Dinitrogen partial reduction by formally zero- and divalent vanadium complexes supported by the bis-iminopyridine system

Reduction of the two trivalent 2,6-{[2,6-(i-Pr)(2)C6H5]N=C(CH3)](2)(C5H3N)VCl3 and [2,6-{[2,6-(i-Pr)(2)C6H3]N-C=(CH2)}(2)(C5H3N)]-VCI(THF) complexes with excess NaH afforded two corresponding end-on dinitrogen-bridged complexes [2,6-{[2,6-(i-Pr)(2)C6H5]N=C(CH3)}(2)(C5H3N)V](2)(m-N-2).(hexane) (1) and [{[2,6-{[2,6-(i-Pr)(2)C6H3)N-C=(CH2)}(2)(C5H3N)]V](2)(m-N-2).(hexane) (3).
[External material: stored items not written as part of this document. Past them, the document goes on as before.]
use std::fmt;

/// A literal value embedded in the query.
#[derive(Debug, Clone, PartialEq)]
pub enum Value {
    Null,
    Bool(bool),
    I64(i64),
    F64(f64),
    String(String),
}

impl fmt::Display for Value {
    fn fmt(&self, f: &mut fmt::Formatter<'_>) -> fmt::Result {
        match self {
            Value::Null => f.write_str("null"),
            Value::Bool(v) => v.fmt(f),
            Value::I64(v) => v.fmt(f),
            Value::F64(v) => v.fmt(f),
            Value::String(v) => write!(f, "{v:?}"),
        }
    }
}

impl From<bool> for Value {
    fn from(value: bool) -> Self {
        Value::Bool(value)
    }
}

impl From<i64> for Value {
    fn from(value: i64) -> Self {
        Value::I64(value)
    }
}

impl From<f64> for Value {
    fn from(value: f64) -> Self {
        Value::F64(value)
    }
}

impl From<&str> for Value {
    fn from(value: &str) -> Self {
        Value::String(value.to_string())
    }
}

impl From<String> for Value {
    fn from(value: String) -> Self {
        Value::String(value)
    }
}
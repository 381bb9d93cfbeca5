use super::Optimize;
use crate::engine::graph::NodeId;

impl Optimize<'_> {
    /// Two connections out of `id` that reach the same relation on the same
    /// fields fetch the same rows. The second target is folded into the
    /// first and its connection removed.
    ///
    /// The root is never folded away; if the duplicate target is the root,
    /// the other target is folded into it instead.
    pub(super) fn merge_duplicates(&mut self, id: NodeId) -> bool {
        let Some((index, keep, drop)) = self.find_duplicate(id) else {
            return false;
        };

        log::trace!(
            "merge duplicate {}#{} into #{} (via {}#{})",
            self.graph[drop].relation,
            drop.index(),
            keep.index(),
            self.graph[id].relation,
            id.index()
        );

        self.graph[id].connections.remove(index);

        if keep != drop {
            self.merge_node(keep, drop);
        }

        true
    }

    /// Returns the index of the connection to remove, the node to keep, and
    /// the node to fold into it.
    fn find_duplicate(&self, id: NodeId) -> Option<(usize, NodeId, NodeId)> {
        let graph = &*self.graph;
        let connections = &graph[id].connections;

        for (i, first) in connections.iter().enumerate() {
            for (j, second) in connections.iter().enumerate().skip(i + 1) {
                if graph[first.to].relation != graph[second.to].relation
                    || first.fields != second.fields
                {
                    continue;
                }

                return Some(if second.to == graph.root {
                    (i, second.to, first.to)
                } else {
                    (j, first.to, second.to)
                });
            }
        }

        None
    }
}
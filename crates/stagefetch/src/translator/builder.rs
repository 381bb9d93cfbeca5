use super::Translator;
use crate::engine::Config;

use stagefetch_core::Catalog;

#[derive(Debug, Default)]
pub struct Builder {
    config: Config,
}

impl Builder {
    /// Set the prefix of table variable names. Defaults to `@table`.
    pub fn table_variable_prefix(&mut self, prefix: &str) -> &mut Self {
        self.config.table_variable_prefix = prefix.to_string();
        self
    }

    /// Set the prefix of the root key parameters. Defaults to `@p`.
    pub fn parameter_prefix(&mut self, prefix: &str) -> &mut Self {
        self.config.parameter_prefix = prefix.to_string();
        self
    }

    /// Enable or disable the join graph optimizer. Enabled by default.
    pub fn optimize(&mut self, optimize: bool) -> &mut Self {
        self.config.optimize = optimize;
        self
    }

    pub fn build<C: Catalog>(&self, catalog: C) -> Translator<C> {
        Translator {
            catalog,
            config: self.config.clone(),
        }
    }
}
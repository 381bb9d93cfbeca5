use super::{Graph, NodeId};
use crate::engine::ir::{Ir, IrId, IrKind};

use indexmap::IndexMap;
use stagefetch_core::{stmt::BinaryOp, Catalog, Error, Result};

/// Builds the join graph for a query's IR.
///
/// Every relation the query touches becomes a node. Associations and
/// equality predicates between two row sources become connections. Fails if
/// a node ends up unreachable from the root.
pub(crate) fn build(ir: &Ir, catalog: &dyn Catalog) -> Result<Graph> {
    let IrKind::Table { relation } = &ir[ir.root].kind else {
        return Err(Error::unsupported_expression(
            "query must be a chain starting at a relation",
        ));
    };

    catalog.primary_key(relation)?;

    let mut builder = Builder {
        ir,
        catalog,
        graph: Graph::new(relation),
        sources: IndexMap::new(),
    };

    builder.chain(ir.root)?;
    builder.graph.orient();
    builder.graph.validate()?;

    Ok(builder.graph)
}

struct Builder<'a> {
    ir: &'a Ir,
    catalog: &'a dyn Catalog,
    graph: Graph,

    /// What each walked IR step resolved to. Parameter references look their
    /// target up here.
    sources: IndexMap<IrId, Resolved>,
}

/// What a chain, or a prefix of one, evaluates to.
#[derive(Debug, Clone)]
enum Resolved {
    /// Rows of a graph node.
    Node { id: NodeId, hop: Option<Hop> },

    /// A field of a graph node's rows.
    Field {
        node: NodeId,
        field: String,
        hop: Option<Hop>,
    },

    /// Named outputs of a projection whose members have not been accessed
    /// yet.
    Projection(Vec<(String, Resolved)>),

    /// A computed value, a literal, or a predicate.
    Scalar,
}

/// The association step a node was reached through.
#[derive(Debug, Clone)]
struct Hop {
    from: NodeId,
    column: String,
    next_column: String,
}

impl Builder<'_> {
    fn operand(&mut self, id: IrId) -> Result<Resolved> {
        if self.ir[id].kind.is_tree() {
            self.tree(id)?;
            Ok(Resolved::Scalar)
        } else {
            self.chain(id)
        }
    }

    fn chain(&mut self, head: IrId) -> Result<Resolved> {
        let ir = self.ir;
        let mut current = Resolved::Scalar;

        for (id, node) in ir.chain(head) {
            current = match &node.kind {
                IrKind::Table { relation } => {
                    let node = if id == ir.root {
                        self.graph.root
                    } else {
                        self.catalog.primary_key(relation)?;
                        self.graph.add_node(relation)
                    };

                    Resolved::Node { id: node, hop: None }
                }
                IrKind::ReferenceRowSource { target } => match self.sources.get(target) {
                    // A parameter names the row itself, not the hop that led
                    // to it.
                    Some(Resolved::Node { id, .. }) => Resolved::Node { id: *id, hop: None },
                    Some(resolved) => resolved.clone(),
                    None => {
                        return Err(Error::unresolved_reference(
                            "parameter refers to a row source that was never built",
                        ))
                    }
                },
                IrKind::Association {
                    column,
                    next_relation,
                    next_column,
                } => self.association(current, column, next_relation, next_column)?,
                IrKind::ColumnAccess { column } => self.column(current, column)?,
                IrKind::Select { outputs } => {
                    let mut resolved = Vec::with_capacity(outputs.len());

                    for output in outputs {
                        let value = self.operand(output.inner)?;
                        resolved.push((output.name.clone().unwrap_or_default(), value));
                    }

                    // A single-value projection stands for its value.
                    match &outputs[..] {
                        [single] if single.name.is_none() => resolved.swap_remove(0).1,
                        _ => Resolved::Projection(resolved),
                    }
                }
                IrKind::Filter { inner } => {
                    self.operand(*inner)?;
                    current
                }
                IrKind::FilterBinary { .. } | IrKind::FilterUnary { .. } | IrKind::FixedValue => {
                    unreachable!("predicate node inside a chain; kind={:?}", node.kind)
                }
            };

            self.sources.insert(id, current.clone());
        }

        Ok(current)
    }

    fn association(
        &mut self,
        current: Resolved,
        column: &str,
        next_relation: &str,
        next_column: &str,
    ) -> Result<Resolved> {
        let Resolved::Node { id: from, .. } = current else {
            return Err(Error::unresolved_reference(format!(
                "association to `{next_relation}` is not navigated from a row"
            )));
        };

        self.catalog.sql_type(&self.graph[from].relation, column)?;
        self.catalog.sql_type(next_relation, next_column)?;

        let to = self.graph.add_node(next_relation);
        self.graph.add_connection(
            from,
            &[column.to_string()],
            to,
            &[next_column.to_string()],
        );

        Ok(Resolved::Node {
            id: to,
            hop: Some(Hop {
                from,
                column: column.to_string(),
                next_column: next_column.to_string(),
            }),
        })
    }

    fn column(&mut self, current: Resolved, column: &str) -> Result<Resolved> {
        match current {
            Resolved::Node { id, hop } => {
                self.catalog.sql_type(&self.graph[id].relation, column)?;
                self.graph[id].used.insert(column.to_string());

                Ok(Resolved::Field {
                    node: id,
                    field: column.to_string(),
                    hop,
                })
            }
            Resolved::Projection(outputs) => outputs
                .into_iter()
                .find(|(name, _)| name == column)
                .map(|(_, value)| value)
                .ok_or_else(|| {
                    Error::unresolved_reference(format!("projection has no member `{column}`"))
                }),
            Resolved::Field { .. } | Resolved::Scalar => Err(Error::unresolved_reference(
                format!("member `{column}` accessed on a scalar"),
            )),
        }
    }

    fn tree(&mut self, id: IrId) -> Result<()> {
        let ir = self.ir;

        match &ir[id].kind {
            IrKind::FilterBinary { op, lhs, rhs } => {
                let joins = *op == BinaryOp::Eq && !ir.is_fixed(*lhs) && !ir.is_fixed(*rhs);

                if joins {
                    let lhs = self.operand(*lhs)?;
                    let rhs = self.operand(*rhs)?;
                    self.detect_connections(lhs, rhs)?;
                } else {
                    // Comparisons against a constant only record the fields
                    // they read.
                    for side in [*lhs, *rhs] {
                        if !ir.is_fixed(side) {
                            self.operand(side)?;
                        }
                    }
                }
            }
            IrKind::FilterUnary { operand, .. } => {
                self.operand(*operand)?;
            }
            IrKind::FixedValue => {}
            kind => unreachable!("not a predicate node; kind={kind:?}"),
        }

        Ok(())
    }

    /// Turns `lhs == rhs` between two row sources into a connection.
    fn detect_connections(&mut self, lhs: Resolved, rhs: Resolved) -> Result<()> {
        let (lhs_node, lhs_fields) = self.join_side(lhs)?;
        let (rhs_node, rhs_fields) = self.join_side(rhs)?;

        if lhs_fields.len() != rhs_fields.len() {
            return Err(Error::unsupported_expression(format!(
                "comparison between {} field(s) of `{}` and {} field(s) of `{}`",
                lhs_fields.len(),
                self.graph[lhs_node].relation,
                rhs_fields.len(),
                self.graph[rhs_node].relation,
            )));
        }

        if lhs_node == rhs_node {
            log::trace!(
                "comparison within {}#{}; no connection",
                self.graph[lhs_node].relation,
                lhs_node.index()
            );
            let node = &mut self.graph[lhs_node];
            node.used.extend(lhs_fields);
            node.used.extend(rhs_fields);
            return Ok(());
        }

        if let Some((owner, index)) = self.graph.connection_between(lhs_node, rhs_node) {
            for (lhs_field, rhs_field) in lhs_fields.iter().zip(&rhs_fields) {
                self.graph
                    .extend_connection(owner, index, lhs_node, lhs_field, rhs_field);
            }
            return Ok(());
        }

        // Hang the new edge off whichever side the root already reaches.
        let lhs_reachable = self.graph.is_reachable(lhs_node);
        let rhs_reachable = self.graph.is_reachable(rhs_node);

        if rhs_reachable && !lhs_reachable {
            self.graph
                .add_connection(rhs_node, &rhs_fields, lhs_node, &lhs_fields);
        } else {
            self.graph
                .add_connection(lhs_node, &lhs_fields, rhs_node, &rhs_fields);
        }

        Ok(())
    }

    /// Resolves one side of a join comparison to a node and the fields it
    /// contributes.
    ///
    /// * a row alone stands for its primary key,
    /// * `row.field` is that field,
    /// * `row.association` is the association's join column,
    /// * `row.association.key` is the join column too, provided `key` is the
    ///   associated relation's whole primary key.
    fn join_side(&self, resolved: Resolved) -> Result<(NodeId, Vec<String>)> {
        match resolved {
            Resolved::Node { hop: Some(hop), .. } => Ok((hop.from, vec![hop.column])),
            Resolved::Node { id, hop: None } => {
                let pk = self.catalog.primary_key(&self.graph[id].relation)?;
                Ok((id, pk.to_vec()))
            }
            Resolved::Field {
                node,
                field,
                hop: Some(hop),
            } if field == hop.next_column
                && self
                    .catalog
                    .is_primary_key(&self.graph[node].relation, &[field.clone()])? =>
            {
                Ok((hop.from, vec![hop.column]))
            }
            Resolved::Field { node, field, .. } => Ok((node, vec![field])),
            Resolved::Projection(_) | Resolved::Scalar => Err(Error::unsupported_expression(
                "equality between expressions that are neither rows nor fields",
            )),
        }
    }
}
use super::{
    graph::{Connection, Graph, NodeId},
    Config,
};

use indexmap::IndexMap;
use stagefetch_core::{Catalog, Error, Result};
use stagefetch_sql::stmt::{
    Batch, ColumnDef, DeclareTable, InsertSelect, JoinSource, KeyFilter, Previous, Source,
    TableVar,
};
use std::collections::HashSet;

/// Lowers the join graph to a staged fetch batch.
///
/// The root is fetched by primary key. Every other node is fetched by
/// joining the table variable of the node it was reached from, walking the
/// connections depth-first. A node reached a second time is not fetched
/// again.
pub(crate) fn apply(graph: &Graph, catalog: &dyn Catalog, config: &Config) -> Result<Batch> {
    let mut emit = Emit {
        graph,
        catalog,
        config,
        vars: IndexMap::new(),
        names: HashSet::new(),
        batch: Batch::default(),
    };

    emit.root()?;
    emit.connections(graph.root)?;

    Ok(emit.batch)
}

struct Emit<'a> {
    graph: &'a Graph,
    catalog: &'a dyn Catalog,
    config: &'a Config,

    /// Table variable assigned to each emitted node, in discovery order
    vars: IndexMap<NodeId, TableVar>,

    /// Table variable names already taken
    names: HashSet<String>,

    batch: Batch,
}

impl Emit<'_> {
    fn root(&mut self) -> Result<()> {
        let graph = self.graph;
        let root = graph.root;
        let relation = &graph[root].relation;
        let target = self.declare(root)?;

        let filters = self
            .catalog
            .primary_key(relation)?
            .iter()
            .enumerate()
            .map(|(index, column)| KeyFilter {
                column: column.clone(),
                param: format!("{}{index}", self.config.parameter_prefix),
            })
            .collect();

        self.batch.fetches.push(InsertSelect {
            target,
            columns: graph.select_fields(root, self.catalog)?,
            relation: relation.clone(),
            source: Source::Key(filters),
        });

        Ok(())
    }

    fn connections(&mut self, id: NodeId) -> Result<()> {
        let graph = self.graph;

        for connection in &graph[id].connections {
            let from_is_pk = self.check_join(id, connection)?;

            if self.vars.contains_key(&connection.to) {
                log::trace!(
                    "{}#{} already fetched; skipping connection from {}#{}",
                    graph[connection.to].relation,
                    connection.to.index(),
                    graph[id].relation,
                    id.index()
                );
                continue;
            }

            self.join(id, connection, from_is_pk)?;
            self.connections(connection.to)?;
        }

        Ok(())
    }

    /// Each hop must be keyed on at least one side or the staged rows cannot
    /// be matched back up. Returns `true` if the `from` side is keyed.
    fn check_join(&self, from: NodeId, connection: &Connection) -> Result<bool> {
        let graph = self.graph;
        let from_relation = &graph[from].relation;
        let to_relation = &graph[connection.to].relation;
        let from_fields = connection.fields.from_set();
        let to_fields = connection.fields.to_set();

        let from_is_pk = self.catalog.is_primary_key(from_relation, &from_fields)?;

        if !from_is_pk && !self.catalog.is_primary_key(to_relation, &to_fields)? {
            return Err(Error::invalid_join(
                from_relation,
                &from_fields[..],
                to_relation,
                &to_fields[..],
            ));
        }

        Ok(from_is_pk)
    }

    fn join(&mut self, from: NodeId, connection: &Connection, from_is_pk: bool) -> Result<()> {
        let graph = self.graph;
        let to = connection.to;

        let var = self.vars[&from].clone();
        let previous = if from_is_pk {
            Previous::Distinct {
                var,
                columns: connection.fields.from_set(),
            }
        } else {
            Previous::Var(var)
        };

        let on = connection
            .fields
            .pairs()
            .map(|(from_field, to_field)| (to_field.to_string(), from_field.to_string()))
            .collect();

        let target = self.declare(to)?;

        self.batch.fetches.push(InsertSelect {
            target,
            columns: graph.select_fields(to, self.catalog)?,
            relation: graph[to].relation.clone(),
            source: Source::Join(JoinSource { previous, on }),
        });

        Ok(())
    }

    /// Assigns `id` a table variable and declares it with the node's fields.
    fn declare(&mut self, id: NodeId) -> Result<TableVar> {
        let graph = self.graph;
        let relation = &graph[id].relation;

        let columns = graph
            .select_fields(id, self.catalog)?
            .into_iter()
            .map(|name| {
                let ty = self.catalog.sql_type(relation, &name)?.to_string();
                Ok(ColumnDef { name, ty })
            })
            .collect::<Result<Vec<_>>>()?;

        let var = self.var_name(relation);
        log::trace!("declare {var} for {relation}#{}", id.index());

        self.vars.insert(id, var.clone());
        self.batch.declarations.push(DeclareTable {
            var: var.clone(),
            columns,
        });

        Ok(var)
    }

    /// `<prefix><relation>`, with `.` replaced by `_`. Collisions get a
    /// counter suffix starting at 1.
    fn var_name(&mut self, relation: &str) -> TableVar {
        let base = format!(
            "{}{}",
            self.config.table_variable_prefix,
            relation.replace('.', "_")
        );

        let mut name = base.clone();
        let mut counter = 1;

        while self.names.contains(&name) {
            name = format!("{base}{counter}");
            counter += 1;
        }

        self.names.insert(name.clone());
        TableVar(name)
    }
}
Despite their very close structural similarity, the two species have completely different natures. The first is paramagnetic and may be regarded as generated by the two-electron attack of two formally zerovalent vanadium moieties on the same N-2 unit. In the nearly diamagnetic 3 instead, the N2 unit has been reduced by two vanadium atoms, formally divalent. Structural analysis and DFT calculations have indicated that partial reduction of the bridging nitrogen occurred for both complexes while, in the case of 1, substantial metal-to-ligand electron transfer also occurs.